[Data excerpts]
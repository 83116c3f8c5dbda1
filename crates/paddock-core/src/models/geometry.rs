//! 좌표계 모델.
//!
//! 두 좌표계를 오간다:
//! - **월드 공간** — 실제 모니터 해상도에서의 게임 창 픽셀 좌표
//! - **스크린 공간** — 자동화 로직이 기준으로 삼는 1920×1080 정규 좌표

use serde::{Deserialize, Serialize};

/// 대상 게임 창의 물리 픽셀 사각형.
///
/// 창 로케이터가 공급하며, 하나의 매핑이 살아있는 동안 불변으로 취급한다.
#[derive(Debug, Clone, Copy, PartialEq, Eq, Serialize, Deserialize)]
pub struct WindowGeometry {
    /// 화면 기준 왼쪽 좌표
    pub left: i32,
    /// 화면 기준 위쪽 좌표
    pub top: i32,
    /// 창 너비 (픽셀)
    pub width: u32,
    /// 창 높이 (픽셀)
    pub height: u32,
}

/// 좌표 변환 파라미터 — 한 번 계산되면 읽기 전용.
#[derive(Debug, Clone, Copy, PartialEq, Serialize, Deserialize)]
pub struct TransformParams {
    /// 16:9로 맞추기 위해 잘라내는 총 픽셀 수 (대칭 크롭)
    pub crop_pixels: u32,
    /// true면 좌/우에서, false면 상/하에서 잘라냄
    pub cut_sides: bool,
    /// 크롭 후 월드 픽셀 → 스크린 픽셀 배율 (항상 1920 축 기준)
    pub scale: f64,
}

/// 2차원 점 — 월드/스크린 공간 여부는 문맥이 결정한다.
#[derive(Debug, Clone, Copy, PartialEq, Serialize, Deserialize)]
pub struct Point {
    pub x: f64,
    pub y: f64,
}

impl Point {
    /// 새 점 생성
    pub fn new(x: f64, y: f64) -> Self {
        Self { x, y }
    }
}

/// 스크린 공간 부분 프레임 요청 영역.
#[derive(Debug, Clone, Copy, PartialEq, Serialize, Deserialize)]
pub struct Region {
    pub x: f64,
    pub y: f64,
    pub w: f64,
    pub h: f64,
}

impl Region {
    /// 새 영역 생성
    pub fn new(x: f64, y: f64, w: f64, h: f64) -> Self {
        Self { x, y, w, h }
    }

    /// 좌상단 모서리
    pub fn top_left(&self) -> Point {
        Point::new(self.x, self.y)
    }

    /// 우하단 모서리
    pub fn bottom_right(&self) -> Point {
        Point::new(self.x + self.w, self.y + self.h)
    }
}

#[cfg(test)]
mod tests {
    use super::*;

    #[test]
    fn region_corners() {
        let region = Region::new(100.0, 50.0, 300.0, 200.0);
        assert_eq!(region.top_left(), Point::new(100.0, 50.0));
        assert_eq!(region.bottom_right(), Point::new(400.0, 250.0));
    }

    #[test]
    fn transform_params_serde_roundtrip() {
        let params = TransformParams {
            crop_pixels: 640,
            cut_sides: true,
            scale: 1.0,
        };
        let json = serde_json::to_string(&params).unwrap();
        let back: TransformParams = serde_json::from_str(&json).unwrap();
        assert_eq!(back, params);
    }
}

#### [GOAL OF THE EXERCISE]
Pull from the data each line where the string "back" turns up.

#### [OUTPUT BELOW]
        let back: TransformParams = serde_json::from_str(&json).unwrap();
        assert_eq!(back, params);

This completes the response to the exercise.